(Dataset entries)
━━━━━━━━━━━━━━━━━━━━

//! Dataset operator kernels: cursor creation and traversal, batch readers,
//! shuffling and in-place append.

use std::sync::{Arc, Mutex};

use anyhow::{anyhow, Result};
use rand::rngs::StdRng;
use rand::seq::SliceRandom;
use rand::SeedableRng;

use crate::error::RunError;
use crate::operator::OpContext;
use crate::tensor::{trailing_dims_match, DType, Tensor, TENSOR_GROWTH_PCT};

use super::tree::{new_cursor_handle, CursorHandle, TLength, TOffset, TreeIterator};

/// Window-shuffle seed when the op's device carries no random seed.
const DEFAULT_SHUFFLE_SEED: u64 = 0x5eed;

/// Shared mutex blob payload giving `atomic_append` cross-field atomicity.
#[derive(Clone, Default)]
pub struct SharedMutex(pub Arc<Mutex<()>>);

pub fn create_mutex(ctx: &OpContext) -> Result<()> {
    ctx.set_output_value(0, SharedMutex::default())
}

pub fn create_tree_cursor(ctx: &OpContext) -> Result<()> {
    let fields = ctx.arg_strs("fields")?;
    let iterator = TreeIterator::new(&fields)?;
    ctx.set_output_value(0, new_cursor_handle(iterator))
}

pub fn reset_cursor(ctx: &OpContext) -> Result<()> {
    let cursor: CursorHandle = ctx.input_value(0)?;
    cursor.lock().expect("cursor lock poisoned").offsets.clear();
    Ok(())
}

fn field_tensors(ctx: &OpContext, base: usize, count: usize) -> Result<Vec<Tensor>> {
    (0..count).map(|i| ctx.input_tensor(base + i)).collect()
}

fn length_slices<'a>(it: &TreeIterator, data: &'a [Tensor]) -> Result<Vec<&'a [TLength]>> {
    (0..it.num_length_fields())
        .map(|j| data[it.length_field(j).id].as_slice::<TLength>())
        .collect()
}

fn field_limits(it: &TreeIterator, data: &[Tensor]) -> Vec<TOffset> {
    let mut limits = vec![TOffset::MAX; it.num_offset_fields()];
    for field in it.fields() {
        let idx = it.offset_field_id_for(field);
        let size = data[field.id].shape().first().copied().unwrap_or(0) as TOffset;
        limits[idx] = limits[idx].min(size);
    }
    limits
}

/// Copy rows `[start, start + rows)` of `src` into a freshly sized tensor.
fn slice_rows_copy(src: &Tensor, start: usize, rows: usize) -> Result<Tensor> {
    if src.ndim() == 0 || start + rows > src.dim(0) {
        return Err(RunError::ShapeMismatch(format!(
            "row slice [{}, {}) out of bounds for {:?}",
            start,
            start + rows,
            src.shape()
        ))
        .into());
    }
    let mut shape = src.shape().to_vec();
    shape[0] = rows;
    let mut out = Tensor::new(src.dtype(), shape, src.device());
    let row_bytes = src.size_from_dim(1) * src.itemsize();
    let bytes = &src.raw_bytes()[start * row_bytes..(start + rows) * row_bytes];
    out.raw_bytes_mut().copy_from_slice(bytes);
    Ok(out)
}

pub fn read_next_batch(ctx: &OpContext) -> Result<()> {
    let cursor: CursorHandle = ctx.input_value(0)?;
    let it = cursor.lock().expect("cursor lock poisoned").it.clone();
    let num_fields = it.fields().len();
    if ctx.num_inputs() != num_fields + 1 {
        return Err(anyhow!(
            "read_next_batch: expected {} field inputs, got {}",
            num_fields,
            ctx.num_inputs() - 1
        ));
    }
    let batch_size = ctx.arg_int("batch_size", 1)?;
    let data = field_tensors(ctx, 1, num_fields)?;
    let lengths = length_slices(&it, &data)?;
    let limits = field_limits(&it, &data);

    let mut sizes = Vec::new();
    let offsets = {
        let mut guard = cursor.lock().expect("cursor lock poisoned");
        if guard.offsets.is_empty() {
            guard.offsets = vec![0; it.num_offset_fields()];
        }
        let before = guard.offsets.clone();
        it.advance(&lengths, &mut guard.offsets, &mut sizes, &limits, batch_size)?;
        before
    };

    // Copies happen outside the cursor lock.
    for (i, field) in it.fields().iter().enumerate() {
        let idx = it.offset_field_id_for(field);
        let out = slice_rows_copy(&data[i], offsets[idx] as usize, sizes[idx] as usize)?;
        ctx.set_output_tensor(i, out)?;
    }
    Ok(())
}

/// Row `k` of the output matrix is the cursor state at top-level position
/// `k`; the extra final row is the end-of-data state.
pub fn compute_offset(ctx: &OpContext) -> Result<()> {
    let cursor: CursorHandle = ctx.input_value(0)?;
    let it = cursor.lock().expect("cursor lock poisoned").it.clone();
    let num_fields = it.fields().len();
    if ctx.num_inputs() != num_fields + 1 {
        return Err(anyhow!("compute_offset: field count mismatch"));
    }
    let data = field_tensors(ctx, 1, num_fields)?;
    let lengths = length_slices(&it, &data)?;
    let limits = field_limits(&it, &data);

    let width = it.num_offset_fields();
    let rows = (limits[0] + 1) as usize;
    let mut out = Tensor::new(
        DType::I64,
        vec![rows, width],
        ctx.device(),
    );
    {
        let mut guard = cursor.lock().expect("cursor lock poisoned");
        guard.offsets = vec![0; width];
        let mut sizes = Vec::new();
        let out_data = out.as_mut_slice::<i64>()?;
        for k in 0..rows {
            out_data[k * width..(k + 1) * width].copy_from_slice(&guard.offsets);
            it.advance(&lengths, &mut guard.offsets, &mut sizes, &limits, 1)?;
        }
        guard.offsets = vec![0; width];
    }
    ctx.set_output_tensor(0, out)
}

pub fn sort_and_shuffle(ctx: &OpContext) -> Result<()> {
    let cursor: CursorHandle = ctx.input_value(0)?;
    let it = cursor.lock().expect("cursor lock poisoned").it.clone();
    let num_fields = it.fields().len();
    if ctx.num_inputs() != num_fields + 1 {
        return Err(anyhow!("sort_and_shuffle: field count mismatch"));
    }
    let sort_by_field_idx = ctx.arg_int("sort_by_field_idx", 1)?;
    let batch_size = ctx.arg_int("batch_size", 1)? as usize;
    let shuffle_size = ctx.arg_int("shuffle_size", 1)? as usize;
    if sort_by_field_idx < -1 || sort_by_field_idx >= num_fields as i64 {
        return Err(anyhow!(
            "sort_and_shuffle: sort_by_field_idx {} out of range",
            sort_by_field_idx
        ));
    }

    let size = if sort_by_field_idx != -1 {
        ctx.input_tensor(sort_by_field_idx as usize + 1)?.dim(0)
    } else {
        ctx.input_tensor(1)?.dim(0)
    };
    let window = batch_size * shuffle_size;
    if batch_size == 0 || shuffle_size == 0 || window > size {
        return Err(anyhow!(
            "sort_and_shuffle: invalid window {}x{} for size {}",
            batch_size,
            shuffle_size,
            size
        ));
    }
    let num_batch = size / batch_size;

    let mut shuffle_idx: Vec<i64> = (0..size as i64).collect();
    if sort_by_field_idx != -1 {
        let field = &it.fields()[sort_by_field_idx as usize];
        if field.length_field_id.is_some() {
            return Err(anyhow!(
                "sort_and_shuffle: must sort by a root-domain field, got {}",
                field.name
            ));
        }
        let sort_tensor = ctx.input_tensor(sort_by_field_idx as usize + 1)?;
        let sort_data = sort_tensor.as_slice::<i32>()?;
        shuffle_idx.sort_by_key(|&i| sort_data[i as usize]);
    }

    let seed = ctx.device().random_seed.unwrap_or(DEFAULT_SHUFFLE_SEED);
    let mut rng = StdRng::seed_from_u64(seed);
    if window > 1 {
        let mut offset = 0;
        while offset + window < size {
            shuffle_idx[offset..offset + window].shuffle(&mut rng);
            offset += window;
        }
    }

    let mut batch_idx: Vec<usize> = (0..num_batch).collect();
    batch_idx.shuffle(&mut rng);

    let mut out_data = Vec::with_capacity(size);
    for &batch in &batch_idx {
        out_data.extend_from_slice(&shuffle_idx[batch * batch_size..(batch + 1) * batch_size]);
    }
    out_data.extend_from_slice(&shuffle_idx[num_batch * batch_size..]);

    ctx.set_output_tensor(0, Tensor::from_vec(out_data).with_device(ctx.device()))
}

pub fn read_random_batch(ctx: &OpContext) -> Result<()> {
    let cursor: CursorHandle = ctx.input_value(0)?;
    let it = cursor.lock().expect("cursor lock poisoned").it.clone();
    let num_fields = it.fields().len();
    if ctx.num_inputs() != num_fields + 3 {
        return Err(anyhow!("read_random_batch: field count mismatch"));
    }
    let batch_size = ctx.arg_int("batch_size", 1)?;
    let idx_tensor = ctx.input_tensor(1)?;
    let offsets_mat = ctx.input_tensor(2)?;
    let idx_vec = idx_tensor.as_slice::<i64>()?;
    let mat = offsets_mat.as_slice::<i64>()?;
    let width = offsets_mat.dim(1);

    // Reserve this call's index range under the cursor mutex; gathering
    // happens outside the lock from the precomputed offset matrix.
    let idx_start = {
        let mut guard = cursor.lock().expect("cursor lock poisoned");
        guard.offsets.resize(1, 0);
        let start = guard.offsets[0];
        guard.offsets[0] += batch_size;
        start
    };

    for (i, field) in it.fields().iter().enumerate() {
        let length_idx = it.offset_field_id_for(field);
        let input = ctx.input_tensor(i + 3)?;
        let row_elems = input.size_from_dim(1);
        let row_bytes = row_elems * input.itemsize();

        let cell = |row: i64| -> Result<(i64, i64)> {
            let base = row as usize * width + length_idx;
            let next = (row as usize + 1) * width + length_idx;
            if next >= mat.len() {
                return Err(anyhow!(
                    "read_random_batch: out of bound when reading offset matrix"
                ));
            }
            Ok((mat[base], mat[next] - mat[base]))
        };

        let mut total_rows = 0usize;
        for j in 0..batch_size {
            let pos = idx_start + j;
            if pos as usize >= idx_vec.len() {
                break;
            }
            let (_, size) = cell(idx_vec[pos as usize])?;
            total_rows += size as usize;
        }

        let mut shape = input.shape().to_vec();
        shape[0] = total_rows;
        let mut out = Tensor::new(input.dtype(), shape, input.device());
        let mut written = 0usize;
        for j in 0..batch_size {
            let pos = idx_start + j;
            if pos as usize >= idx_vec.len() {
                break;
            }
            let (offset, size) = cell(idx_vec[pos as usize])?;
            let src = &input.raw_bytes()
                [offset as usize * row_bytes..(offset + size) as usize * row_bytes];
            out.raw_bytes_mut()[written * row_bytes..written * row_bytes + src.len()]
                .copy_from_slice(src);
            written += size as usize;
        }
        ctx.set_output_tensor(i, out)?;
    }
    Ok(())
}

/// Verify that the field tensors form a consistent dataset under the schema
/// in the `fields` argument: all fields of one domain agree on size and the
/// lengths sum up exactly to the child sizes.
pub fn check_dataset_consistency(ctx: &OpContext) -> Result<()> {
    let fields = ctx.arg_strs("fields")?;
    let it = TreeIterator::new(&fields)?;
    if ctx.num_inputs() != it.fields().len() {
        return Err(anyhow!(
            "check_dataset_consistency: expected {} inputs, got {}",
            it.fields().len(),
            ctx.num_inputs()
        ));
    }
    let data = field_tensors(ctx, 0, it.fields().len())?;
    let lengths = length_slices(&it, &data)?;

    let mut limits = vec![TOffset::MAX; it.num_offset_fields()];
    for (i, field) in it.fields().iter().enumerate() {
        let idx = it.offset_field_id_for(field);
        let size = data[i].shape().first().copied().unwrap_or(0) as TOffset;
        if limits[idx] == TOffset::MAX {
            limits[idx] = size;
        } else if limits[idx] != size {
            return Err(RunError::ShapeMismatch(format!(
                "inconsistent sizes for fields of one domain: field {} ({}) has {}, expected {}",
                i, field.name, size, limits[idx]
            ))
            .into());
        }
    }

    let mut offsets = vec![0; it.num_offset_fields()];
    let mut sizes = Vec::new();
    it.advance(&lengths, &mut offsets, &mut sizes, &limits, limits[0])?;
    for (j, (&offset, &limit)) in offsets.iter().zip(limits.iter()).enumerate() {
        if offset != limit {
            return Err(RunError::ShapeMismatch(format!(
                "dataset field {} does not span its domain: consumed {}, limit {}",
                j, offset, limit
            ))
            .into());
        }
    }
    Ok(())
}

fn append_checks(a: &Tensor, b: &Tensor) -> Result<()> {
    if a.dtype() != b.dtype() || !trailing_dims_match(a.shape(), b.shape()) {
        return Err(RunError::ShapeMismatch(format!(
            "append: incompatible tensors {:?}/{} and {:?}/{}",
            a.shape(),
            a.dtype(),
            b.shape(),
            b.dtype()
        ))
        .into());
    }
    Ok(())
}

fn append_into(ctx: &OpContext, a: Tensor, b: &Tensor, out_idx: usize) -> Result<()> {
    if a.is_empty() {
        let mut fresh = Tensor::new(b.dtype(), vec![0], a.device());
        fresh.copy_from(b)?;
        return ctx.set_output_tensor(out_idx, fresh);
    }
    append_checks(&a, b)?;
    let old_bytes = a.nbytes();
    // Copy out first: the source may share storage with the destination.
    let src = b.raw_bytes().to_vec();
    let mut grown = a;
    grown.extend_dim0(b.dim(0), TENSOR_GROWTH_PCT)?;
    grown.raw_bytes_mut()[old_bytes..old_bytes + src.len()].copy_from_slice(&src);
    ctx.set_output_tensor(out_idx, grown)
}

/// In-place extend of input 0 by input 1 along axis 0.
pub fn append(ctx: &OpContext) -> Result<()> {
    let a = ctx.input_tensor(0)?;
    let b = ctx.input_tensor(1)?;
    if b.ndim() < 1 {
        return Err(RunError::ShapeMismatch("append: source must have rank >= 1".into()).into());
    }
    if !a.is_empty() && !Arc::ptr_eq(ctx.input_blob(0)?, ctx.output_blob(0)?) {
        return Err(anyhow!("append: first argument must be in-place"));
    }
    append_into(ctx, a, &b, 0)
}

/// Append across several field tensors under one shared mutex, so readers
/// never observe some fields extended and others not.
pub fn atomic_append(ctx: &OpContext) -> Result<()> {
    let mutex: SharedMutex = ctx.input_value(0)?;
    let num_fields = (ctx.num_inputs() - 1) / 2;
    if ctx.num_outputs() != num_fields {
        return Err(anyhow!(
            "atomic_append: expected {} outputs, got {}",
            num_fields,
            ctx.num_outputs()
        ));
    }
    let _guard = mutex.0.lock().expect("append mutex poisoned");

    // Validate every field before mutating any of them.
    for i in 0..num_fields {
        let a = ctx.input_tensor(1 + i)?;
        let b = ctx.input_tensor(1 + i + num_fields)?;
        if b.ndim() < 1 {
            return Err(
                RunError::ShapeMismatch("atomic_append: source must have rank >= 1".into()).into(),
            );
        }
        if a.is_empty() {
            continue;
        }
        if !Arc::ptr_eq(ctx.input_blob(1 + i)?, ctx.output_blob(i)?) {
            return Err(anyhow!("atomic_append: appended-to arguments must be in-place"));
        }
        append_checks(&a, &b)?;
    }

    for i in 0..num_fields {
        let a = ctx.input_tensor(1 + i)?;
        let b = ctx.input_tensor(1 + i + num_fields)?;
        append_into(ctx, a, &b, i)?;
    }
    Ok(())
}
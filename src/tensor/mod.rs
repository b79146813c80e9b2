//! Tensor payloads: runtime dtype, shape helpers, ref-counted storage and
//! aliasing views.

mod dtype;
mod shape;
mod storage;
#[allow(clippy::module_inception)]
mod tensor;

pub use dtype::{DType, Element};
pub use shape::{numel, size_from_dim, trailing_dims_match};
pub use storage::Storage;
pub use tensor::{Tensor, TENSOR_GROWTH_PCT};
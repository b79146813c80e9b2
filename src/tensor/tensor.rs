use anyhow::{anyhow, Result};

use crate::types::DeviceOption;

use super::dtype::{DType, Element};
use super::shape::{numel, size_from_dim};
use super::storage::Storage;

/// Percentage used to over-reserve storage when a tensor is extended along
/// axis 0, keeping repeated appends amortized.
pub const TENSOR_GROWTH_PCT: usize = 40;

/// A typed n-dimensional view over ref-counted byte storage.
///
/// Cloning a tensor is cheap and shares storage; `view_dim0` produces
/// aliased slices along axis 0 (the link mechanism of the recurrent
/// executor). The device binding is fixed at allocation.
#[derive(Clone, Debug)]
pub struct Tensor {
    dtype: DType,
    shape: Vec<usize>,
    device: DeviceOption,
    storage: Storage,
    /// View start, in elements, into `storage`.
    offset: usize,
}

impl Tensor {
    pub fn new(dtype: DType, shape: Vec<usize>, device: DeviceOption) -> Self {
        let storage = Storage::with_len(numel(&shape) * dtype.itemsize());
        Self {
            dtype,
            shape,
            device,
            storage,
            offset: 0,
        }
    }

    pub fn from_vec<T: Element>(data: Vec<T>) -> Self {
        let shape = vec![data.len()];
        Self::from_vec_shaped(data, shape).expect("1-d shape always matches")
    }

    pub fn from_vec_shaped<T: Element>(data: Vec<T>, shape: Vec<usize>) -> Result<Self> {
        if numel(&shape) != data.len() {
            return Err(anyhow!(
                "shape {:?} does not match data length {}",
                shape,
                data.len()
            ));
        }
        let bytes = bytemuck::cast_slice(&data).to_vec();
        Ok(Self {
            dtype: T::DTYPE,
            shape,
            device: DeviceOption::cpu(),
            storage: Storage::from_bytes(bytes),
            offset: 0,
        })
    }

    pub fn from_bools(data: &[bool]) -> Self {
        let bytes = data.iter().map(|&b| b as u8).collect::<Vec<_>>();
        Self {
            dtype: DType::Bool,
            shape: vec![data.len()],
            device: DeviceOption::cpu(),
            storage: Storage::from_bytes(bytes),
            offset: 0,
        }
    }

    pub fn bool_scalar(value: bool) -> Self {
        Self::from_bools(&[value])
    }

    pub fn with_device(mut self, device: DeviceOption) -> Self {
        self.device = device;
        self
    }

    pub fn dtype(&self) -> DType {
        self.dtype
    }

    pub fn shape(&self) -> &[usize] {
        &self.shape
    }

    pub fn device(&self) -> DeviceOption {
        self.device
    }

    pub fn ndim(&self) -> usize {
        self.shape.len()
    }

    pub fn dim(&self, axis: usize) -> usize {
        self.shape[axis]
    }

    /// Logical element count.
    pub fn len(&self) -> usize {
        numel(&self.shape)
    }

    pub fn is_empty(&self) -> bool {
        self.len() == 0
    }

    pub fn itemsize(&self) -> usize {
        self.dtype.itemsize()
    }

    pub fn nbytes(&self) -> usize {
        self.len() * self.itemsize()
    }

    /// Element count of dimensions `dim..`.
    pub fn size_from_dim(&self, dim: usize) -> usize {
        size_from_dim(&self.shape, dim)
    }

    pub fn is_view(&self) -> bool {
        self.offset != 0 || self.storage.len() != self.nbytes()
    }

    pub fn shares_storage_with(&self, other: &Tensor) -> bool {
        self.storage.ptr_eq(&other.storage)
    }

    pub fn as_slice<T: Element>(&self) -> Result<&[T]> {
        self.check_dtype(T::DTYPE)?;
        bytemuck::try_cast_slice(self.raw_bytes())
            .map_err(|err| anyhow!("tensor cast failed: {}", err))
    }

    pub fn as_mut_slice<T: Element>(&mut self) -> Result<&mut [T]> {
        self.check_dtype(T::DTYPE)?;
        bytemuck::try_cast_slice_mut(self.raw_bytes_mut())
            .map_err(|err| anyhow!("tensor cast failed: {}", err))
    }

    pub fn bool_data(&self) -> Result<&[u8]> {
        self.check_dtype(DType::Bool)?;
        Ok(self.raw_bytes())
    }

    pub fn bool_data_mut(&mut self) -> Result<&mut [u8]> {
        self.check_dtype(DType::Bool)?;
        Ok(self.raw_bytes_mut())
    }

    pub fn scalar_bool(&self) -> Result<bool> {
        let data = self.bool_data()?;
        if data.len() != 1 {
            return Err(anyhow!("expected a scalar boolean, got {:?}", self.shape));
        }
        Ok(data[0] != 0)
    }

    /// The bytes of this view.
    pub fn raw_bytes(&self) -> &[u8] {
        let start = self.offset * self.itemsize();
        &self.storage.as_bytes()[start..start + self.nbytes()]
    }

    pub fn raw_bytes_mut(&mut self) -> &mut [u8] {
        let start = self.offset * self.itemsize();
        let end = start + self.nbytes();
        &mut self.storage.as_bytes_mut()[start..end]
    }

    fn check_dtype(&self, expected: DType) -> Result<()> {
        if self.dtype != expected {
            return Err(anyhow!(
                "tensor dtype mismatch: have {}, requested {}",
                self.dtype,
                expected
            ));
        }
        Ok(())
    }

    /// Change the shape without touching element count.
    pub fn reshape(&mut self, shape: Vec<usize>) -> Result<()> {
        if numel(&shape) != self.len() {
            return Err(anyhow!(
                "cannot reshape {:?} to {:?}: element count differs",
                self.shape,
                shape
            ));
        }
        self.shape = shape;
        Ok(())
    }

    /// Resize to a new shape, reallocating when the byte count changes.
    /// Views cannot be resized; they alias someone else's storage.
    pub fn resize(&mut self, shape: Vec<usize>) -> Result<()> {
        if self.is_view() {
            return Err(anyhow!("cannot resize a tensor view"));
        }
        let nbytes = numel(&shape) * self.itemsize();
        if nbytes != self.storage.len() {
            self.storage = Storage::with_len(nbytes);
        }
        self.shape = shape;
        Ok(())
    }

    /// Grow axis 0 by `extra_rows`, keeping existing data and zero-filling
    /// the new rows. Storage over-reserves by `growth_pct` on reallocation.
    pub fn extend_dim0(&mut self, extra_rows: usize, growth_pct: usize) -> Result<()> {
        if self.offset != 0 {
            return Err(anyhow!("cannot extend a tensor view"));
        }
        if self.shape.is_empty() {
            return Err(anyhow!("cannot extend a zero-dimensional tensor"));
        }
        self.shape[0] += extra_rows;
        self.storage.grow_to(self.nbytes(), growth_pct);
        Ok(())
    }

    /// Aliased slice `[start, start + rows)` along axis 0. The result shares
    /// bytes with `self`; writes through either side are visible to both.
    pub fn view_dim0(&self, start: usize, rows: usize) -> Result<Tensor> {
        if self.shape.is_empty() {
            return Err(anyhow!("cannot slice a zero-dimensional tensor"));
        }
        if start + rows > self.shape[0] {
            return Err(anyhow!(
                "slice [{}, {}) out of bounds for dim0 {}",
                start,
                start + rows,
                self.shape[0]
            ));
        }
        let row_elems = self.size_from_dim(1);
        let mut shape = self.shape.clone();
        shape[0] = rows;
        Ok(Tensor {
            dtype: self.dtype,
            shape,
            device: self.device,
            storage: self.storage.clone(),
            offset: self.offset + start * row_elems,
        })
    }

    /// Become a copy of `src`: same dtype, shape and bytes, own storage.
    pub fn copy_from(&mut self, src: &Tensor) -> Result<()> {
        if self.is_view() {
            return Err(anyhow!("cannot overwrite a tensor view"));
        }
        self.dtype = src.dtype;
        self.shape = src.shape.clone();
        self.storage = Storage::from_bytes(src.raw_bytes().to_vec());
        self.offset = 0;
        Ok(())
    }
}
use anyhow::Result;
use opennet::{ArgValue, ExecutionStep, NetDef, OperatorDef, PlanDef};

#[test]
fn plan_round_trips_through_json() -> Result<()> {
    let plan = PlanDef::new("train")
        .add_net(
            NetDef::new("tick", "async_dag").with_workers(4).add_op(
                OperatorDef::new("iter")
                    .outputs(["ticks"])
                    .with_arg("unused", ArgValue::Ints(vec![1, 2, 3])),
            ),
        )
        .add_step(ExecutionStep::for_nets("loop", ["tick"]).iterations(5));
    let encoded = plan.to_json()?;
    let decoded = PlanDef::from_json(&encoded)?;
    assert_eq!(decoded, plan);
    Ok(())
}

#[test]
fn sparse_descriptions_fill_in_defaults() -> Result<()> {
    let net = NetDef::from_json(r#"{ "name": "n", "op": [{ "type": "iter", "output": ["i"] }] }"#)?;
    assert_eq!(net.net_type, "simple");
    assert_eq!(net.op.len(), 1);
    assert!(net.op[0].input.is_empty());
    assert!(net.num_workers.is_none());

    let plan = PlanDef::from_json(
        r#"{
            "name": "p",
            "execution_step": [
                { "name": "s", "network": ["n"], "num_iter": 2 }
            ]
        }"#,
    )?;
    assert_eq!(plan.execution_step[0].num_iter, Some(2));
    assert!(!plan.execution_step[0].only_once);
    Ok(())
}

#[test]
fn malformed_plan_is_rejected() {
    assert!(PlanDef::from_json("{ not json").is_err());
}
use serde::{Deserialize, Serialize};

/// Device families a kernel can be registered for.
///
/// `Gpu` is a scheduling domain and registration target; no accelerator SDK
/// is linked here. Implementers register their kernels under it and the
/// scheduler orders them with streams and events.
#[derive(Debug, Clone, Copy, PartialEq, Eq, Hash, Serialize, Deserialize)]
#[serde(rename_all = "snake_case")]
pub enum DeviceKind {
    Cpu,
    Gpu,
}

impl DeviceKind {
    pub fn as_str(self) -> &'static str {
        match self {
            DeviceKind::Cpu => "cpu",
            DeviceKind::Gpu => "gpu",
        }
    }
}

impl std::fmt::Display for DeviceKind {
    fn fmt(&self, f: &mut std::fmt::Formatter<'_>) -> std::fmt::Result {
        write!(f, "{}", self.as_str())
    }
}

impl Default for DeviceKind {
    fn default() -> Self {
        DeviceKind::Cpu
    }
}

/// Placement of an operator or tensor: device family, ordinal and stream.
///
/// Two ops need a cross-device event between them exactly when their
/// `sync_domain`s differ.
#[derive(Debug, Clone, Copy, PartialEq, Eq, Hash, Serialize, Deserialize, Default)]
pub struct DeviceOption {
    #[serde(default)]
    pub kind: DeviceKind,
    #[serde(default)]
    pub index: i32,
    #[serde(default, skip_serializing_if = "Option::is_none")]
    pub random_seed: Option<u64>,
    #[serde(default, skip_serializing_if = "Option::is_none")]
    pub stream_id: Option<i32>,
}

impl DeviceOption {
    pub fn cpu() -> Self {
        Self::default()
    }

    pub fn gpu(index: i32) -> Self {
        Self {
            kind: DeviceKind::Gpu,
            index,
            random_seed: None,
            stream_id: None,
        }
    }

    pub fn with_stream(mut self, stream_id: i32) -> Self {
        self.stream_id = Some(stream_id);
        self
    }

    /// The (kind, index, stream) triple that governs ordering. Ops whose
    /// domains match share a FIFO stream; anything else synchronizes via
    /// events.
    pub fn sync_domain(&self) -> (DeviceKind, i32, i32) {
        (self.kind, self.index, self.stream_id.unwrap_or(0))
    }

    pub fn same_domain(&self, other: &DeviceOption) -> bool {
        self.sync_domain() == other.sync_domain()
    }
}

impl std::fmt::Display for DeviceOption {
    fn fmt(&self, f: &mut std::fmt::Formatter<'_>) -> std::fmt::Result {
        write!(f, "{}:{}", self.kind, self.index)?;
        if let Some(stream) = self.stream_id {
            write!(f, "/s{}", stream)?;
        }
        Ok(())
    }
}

━━━━━━━━━━━━━━━━━━━━

__What you are asked to do__:
Lines containing the word "struct" must be found in the data above and copied.

__Solution to the exercise__:
pub struct SharedMutex(pub Arc<Mutex<()>>);
pub struct Tensor {
pub struct DeviceOption {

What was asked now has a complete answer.